WORK TO BE COMPLETED ▸
Transcribe exactly each line of the entries, from the opening line to the line with "the tag carried", with both of those lines included.

[Records excerpted from a collection]

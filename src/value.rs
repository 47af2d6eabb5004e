//! Vertex identity and the tagged result-element type.
//!
//! A [`LabeledGraph`](crate::graph::LabeledGraph) is monomorphic in its vertex
//! kind, but the query facade's result sets must stay able to tell a set of
//! bare vertices apart from a set of vertex pairs at runtime (an external
//! scripting layer built on this crate pattern-matches on that distinction).
//! [`VertexId`] is the small sum type standing in for "integer or string
//! identity"; [`Meta`] is the tag carried alongside a [`ResultItem`] so a
//! `Set<Set<Int>>`-shaped result is distinguishable from a `Set<Pair<Int,Int>>`
//! one without downcasting.

use serde::{Deserialize, Serialize};
use std::fmt;
use std::sync::Arc;

/// Opaque vertex identity: either an integer or an interned string.
#[derive(Debug, Clone, PartialEq, Eq, PartialOrd, Ord, Hash, Serialize, Deserialize)]
pub enum VertexId {
    Int(i64),
    Str(Arc<str>),
}

impl VertexId {
    #[must_use]
    pub fn int(v: i64) -> Self {
        VertexId::Int(v)
    }

    #[must_use]
    pub fn str(v: impl Into<Arc<str>>) -> Self {
        VertexId::Str(v.into())
    }

    /// The `Meta` tag of this vertex's kind, used to reject graphs or sets
    /// that mix vertex kinds.
    #[must_use]
    pub fn meta(&self) -> Meta {
        match self {
            VertexId::Int(_) => Meta::Int,
            VertexId::Str(_) => Meta::Str,
        }
    }
}

impl fmt::Display for VertexId {
    fn fmt(&self, f: &mut fmt::Formatter<'_>) -> fmt::Result {
        match self {
            VertexId::Int(v) => write!(f, "{v}"),
            VertexId::Str(v) => write!(f, "{v}"),
        }
    }
}

impl From<i64> for VertexId {
    fn from(v: i64) -> Self {
        VertexId::Int(v)
    }
}

impl From<i32> for VertexId {
    fn from(v: i32) -> Self {
        VertexId::Int(i64::from(v))
    }
}

impl From<&str> for VertexId {
    fn from(v: &str) -> Self {
        VertexId::Str(Arc::from(v))
    }
}

impl From<String> for VertexId {
    fn from(v: String) -> Self {
        VertexId::Str(Arc::from(v.as_str()))
    }
}

/// Runtime type tag for a [`ResultItem`], mirroring the source system's `Meta`
/// hierarchy: lets a caller (or an external interpreter layered on this
/// crate) distinguish `Set<Int>` from `Set<Pair<Int, Int>>` without
/// downcasting through `dyn Any`.
#[derive(Debug, Clone, PartialEq, Eq, Hash, Serialize, Deserialize)]
pub enum Meta {
    Int,
    Str,
    Pair(Box<Meta>, Box<Meta>),
    Edge(Box<Meta>),
    Set(Box<Meta>),
}

impl fmt::Display for Meta {
    fn fmt(&self, f: &mut fmt::Formatter<'_>) -> fmt::Result {
        match self {
            Meta::Int => write!(f, "Int"),
            Meta::Str => write!(f, "Str"),
            Meta::Pair(a, b) => write!(f, "Pair<{a}, {b}>"),
            Meta::Edge(v) => write!(f, "Edge<{v}>"),
            Meta::Set(v) => write!(f, "Set<{v}>"),
        }
    }
}

/// A single element of a [`ResultSet`](crate::query::ResultSet): either a bare
/// vertex (BFS common mode) or a vertex pair (tensor/BFS-separated/CFPQ
/// results).
#[derive(Debug, Clone, PartialEq, Eq, Hash, Serialize, Deserialize)]
pub enum ResultItem {
    Vertex(VertexId),
    Pair(VertexId, VertexId),
}

impl ResultItem {
    #[must_use]
    pub fn meta(&self) -> Meta {
        match self {
            ResultItem::Vertex(v) => v.meta(),
            ResultItem::Pair(a, b) => Meta::Pair(Box::new(a.meta()), Box::new(b.meta())),
        }
    }
}
//! The read-only view of an HTTP request that the verifiers work from.

use {
    crate::{canonical::latin1_to_string, constants::*},
    derive_builder::Builder,
    http::{
        header::{HeaderMap, AUTHORIZATION},
        request::Parts,
    },
    std::collections::HashMap,
};

/// The parts of an HTTP request covered by an AWS SigV2 signature.
///
/// SigV2Request structs are immutable. Use [`SigV2RequestBuilder`] to programmatically construct one, or
/// [`SigV2Request::from_http_request_parts`] to build one from an [`http::request::Parts`].
#[derive(Builder, Clone, Debug)]
pub struct SigV2Request {
    /// The HTTP method, e.g. `GET`.
    #[builder(setter(into))]
    method: String,

    /// The request path as sent on the wire (percent-encoding preserved). Virtual-host-style
    /// requests must already be rewritten to path style (`/bucket/key`).
    #[builder(setter(into))]
    path: String,

    /// Decoded query parameters. Repeated keys keep their values in order of appearance.
    #[builder(setter(into), default)]
    query_parameters: HashMap<String, Vec<String>>,

    /// The request headers.
    #[builder(setter(into), default)]
    headers: HeaderMap,
}

impl SigV2Request {
    /// Create a [`SigV2RequestBuilder`] to construct a [`SigV2Request`].
    #[inline]
    pub fn builder() -> SigV2RequestBuilder {
        SigV2RequestBuilder::default()
    }

    /// Create a `SigV2Request` from the method, URI, and headers of an HTTP request.
    pub fn from_http_request_parts(parts: &Parts) -> Self {
        let query_parameters = match parts.uri.query() {
            Some(query) => query_string_to_map(query),
            None => HashMap::new(),
        };

        Self {
            method: parts.method.as_str().to_string(),
            path: parts.uri.path().to_string(),
            query_parameters,
            headers: parts.headers.clone(),
        }
    }

    /// The HTTP method.
    #[inline]
    pub fn method(&self) -> &str {
        &self.method
    }

    /// The request path.
    #[inline]
    pub fn path(&self) -> &str {
        &self.path
    }

    /// The decoded query parameters.
    #[inline]
    pub fn query_parameters(&self) -> &HashMap<String, Vec<String>> {
        &self.query_parameters
    }

    /// The request headers.
    #[inline]
    pub fn headers(&self) -> &HeaderMap {
        &self.headers
    }

    /// The first value of the query parameter `name`, if present.
    pub fn query_parameter(&self, name: &str) -> Option<&str> {
        self.query_parameters.get(name).and_then(|values| values.first()).map(String::as_str)
    }

    /// The first value of the header `name`, if present. Header names are case-insensitive.
    pub fn header(&self, name: &str) -> Option<String> {
        self.headers.get(name).map(|value| latin1_to_string(value.as_bytes()))
    }

    /// The raw bytes of the first value of the header `name`, if present.
    pub fn header_bytes(&self, name: &str) -> Option<&[u8]> {
        self.headers.get(name).map(|value| value.as_bytes())
    }
}

/// Decode a raw query string into a map of keys to their values, in order of appearance.
pub(crate) fn query_string_to_map(query: &str) -> HashMap<String, Vec<String>> {
    let mut result = HashMap::<String, Vec<String>>::new();
    for (key, value) in form_urlencoded::parse(query.as_bytes()) {
        result.entry(key.into_owned()).or_default().push(value.into_owned());
    }
    result
}

/// The authentication scheme a request uses.
#[derive(Clone, Copy, Debug, Eq, Hash, PartialEq)]
pub enum AuthType {
    /// No credentials at all.
    Anonymous,

    /// `Authorization: AWS <AccessKeyId>:<Signature>`.
    SignedV2,

    /// `AWSAccessKeyId`, `Signature`, and `Expires` in the query string.
    PresignedV2,

    /// A browser upload carrying a signed policy in a `multipart/form-data` body.
    PostPolicy,

    /// An `Authorization` header in a scheme this crate does not handle.
    Unknown,
}

/// Classify the authentication scheme used by `request`.
pub fn get_request_auth_type(request: &SigV2Request) -> AuthType {
    let authorization = request.headers().get(AUTHORIZATION);

    if let Some(value) = authorization {
        if value.as_bytes().starts_with(b"AWS ") {
            return AuthType::SignedV2;
        }
    }

    if request.query_parameters().contains_key(QP_AWS_ACCESS_KEY_ID) {
        return AuthType::PresignedV2;
    }

    if request.method().eq_ignore_ascii_case("POST") {
        if let Some(content_type) = request.header(HDR_CONTENT_TYPE) {
            if content_type.to_ascii_lowercase().contains(MULTIPART_FORM_DATA) {
                return AuthType::PostPolicy;
            }
        }
    }

    if authorization.is_none() {
        AuthType::Anonymous
    } else {
        AuthType::Unknown
    }
}
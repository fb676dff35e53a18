use {
    crate::constants::*,
    http::status::StatusCode,
    scratchstack_errors::ServiceError,
    std::{
        error::Error,
        fmt::{Display, Formatter, Result as FmtResult},
    },
};

/// Error returned when an attempt at validating an AWS SigV2 signature fails.
///
/// Apart from [`InternalServiceError`][SignatureError::InternalServiceError], every variant is an
/// expected outcome of verifying client input. Successful verification is reported as `Ok(())`.
#[derive(Debug)]
#[non_exhaustive]
pub enum SignatureError {
    /// The `Authorization` header is missing or empty.
    AuthHeaderEmpty,

    /// The `Authorization` header does not use the `AWS` algorithm.
    SignatureVersionNotSupported,

    /// The `Authorization` header is missing the access key or the signature.
    MissingFields,

    /// The AWS access key provided does not exist in our records.
    InvalidAccessKeyID,

    /// The presigned URL is missing one of `AWSAccessKeyId`, `Signature`, or `Expires`.
    InvalidQueryParams,

    /// The `Expires` query parameter is not a base-10 integer.
    MalformedExpires,

    /// The presigned URL has expired.
    ExpiredPresignRequest,

    /// Signature did not match the calculated signature value.
    SignatureDoesNotMatch,

    /// The credential store failed while looking up the access key.
    InternalServiceError(Box<dyn Error + Send + Sync>),
}

impl SignatureError {
    /// The error code to send back to the client.
    pub fn error_code(&self) -> &'static str {
        match self {
            Self::AuthHeaderEmpty => ERR_CODE_INVALID_ARGUMENT,
            Self::SignatureVersionNotSupported => ERR_CODE_INVALID_REQUEST,
            Self::MissingFields => ERR_CODE_MISSING_FIELDS,
            Self::InvalidAccessKeyID => ERR_CODE_INVALID_ACCESS_KEY_ID,
            Self::InvalidQueryParams | Self::MalformedExpires => ERR_CODE_AUTHORIZATION_QUERY_PARAMETERS_ERROR,
            Self::ExpiredPresignRequest => ERR_CODE_ACCESS_DENIED,
            Self::SignatureDoesNotMatch => ERR_CODE_SIGNATURE_DOES_NOT_MATCH,
            Self::InternalServiceError(_) => ERR_CODE_INTERNAL_ERROR,
        }
    }

    /// The HTTP status code to send back to the client.
    pub fn http_status(&self) -> StatusCode {
        match self {
            Self::AuthHeaderEmpty
            | Self::SignatureVersionNotSupported
            | Self::MissingFields
            | Self::InvalidQueryParams
            | Self::MalformedExpires => StatusCode::BAD_REQUEST,
            Self::InternalServiceError(_) => StatusCode::INTERNAL_SERVER_ERROR,
            _ => StatusCode::FORBIDDEN,
        }
    }
}

impl ServiceError for SignatureError {
    fn error_code(&self) -> &'static str {
        SignatureError::error_code(self)
    }

    fn http_status(&self) -> StatusCode {
        SignatureError::http_status(self)
    }
}

impl Display for SignatureError {
    fn fmt(&self, f: &mut Formatter) -> FmtResult {
        match self {
            Self::AuthHeaderEmpty => f.write_str(MSG_AUTH_HEADER_EMPTY),
            Self::SignatureVersionNotSupported => f.write_str(MSG_AUTH_MECHANISM_NOT_SUPPORTED),
            Self::MissingFields => f.write_str(MSG_MISSING_FIELDS),
            Self::InvalidAccessKeyID => f.write_str(MSG_UNKNOWN_ACCESS_KEY),
            Self::InvalidQueryParams => f.write_str(MSG_QUERY_STRING_REQUIRES_PARAMS),
            Self::MalformedExpires => f.write_str(MSG_EXPIRES_NOT_A_NUMBER),
            Self::ExpiredPresignRequest => f.write_str(MSG_REQUEST_HAS_EXPIRED),
            Self::SignatureDoesNotMatch => f.write_str(MSG_REQUEST_SIGNATURE_MISMATCH),
            Self::InternalServiceError(ref e) => Display::fmt(e, f),
        }
    }
}

impl Error for SignatureError {
    fn source(&self) -> Option<&(dyn Error + 'static)> {
        match self {
            Self::InternalServiceError(ref e) => Some(e.as_ref()),
            _ => None,
        }
    }
}

impl From<Box<dyn Error + Send + Sync>> for SignatureError {
    fn from(e: Box<dyn Error + Send + Sync>) -> SignatureError {
        match e.downcast::<SignatureError>() {
            Ok(sig_err) => *sig_err,
            Err(e) => SignatureError::InternalServiceError(e),
        }
    }
}

/// Error returned by [`Credential::new`][crate::Credential::new] when a key does not fit the
/// allowed length.
#[derive(Clone, Copy, Debug, Eq, PartialEq)]
pub enum CredentialError {
    /// The access key is too long.
    AccessKeyTooLong,
    /// The access key is too short.
    AccessKeyTooShort,
    /// The secret key is too long.
    SecretKeyTooLong,
    /// The secret key is too short.
    SecretKeyTooShort,
}

impl Display for CredentialError {
    fn fmt(&self, f: &mut Formatter) -> FmtResult {
        match self {
            CredentialError::AccessKeyTooLong => f.write_str(ERR_MSG_ACCESS_KEY_TOO_LONG),
            CredentialError::AccessKeyTooShort => f.write_str(ERR_MSG_ACCESS_KEY_TOO_SHORT),
            CredentialError::SecretKeyTooLong => f.write_str(ERR_MSG_SECRET_KEY_TOO_LONG),
            CredentialError::SecretKeyTooShort => f.write_str(ERR_MSG_SECRET_KEY_TOO_SHORT),
        }
    }
}

impl Error for CredentialError {}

TASK SOLUTION ▸
filename src/value.rs
repository 47af2d6eabb5004e
//! Vertex identity and the tagged result-element type.
//!
//! A [`LabeledGraph`](crate::graph::LabeledGraph) is monomorphic in its vertex
//! kind, but the query facade's result sets must stay able to tell a set of
//! bare vertices apart from a set of vertex pairs at runtime (an external
//! scripting layer built on this crate pattern-matches on that distinction).
//! [`VertexId`] is the small sum type standing in for "integer or string
//! identity"; [`Meta`] is the tag carried alongside a [`ResultItem`] so a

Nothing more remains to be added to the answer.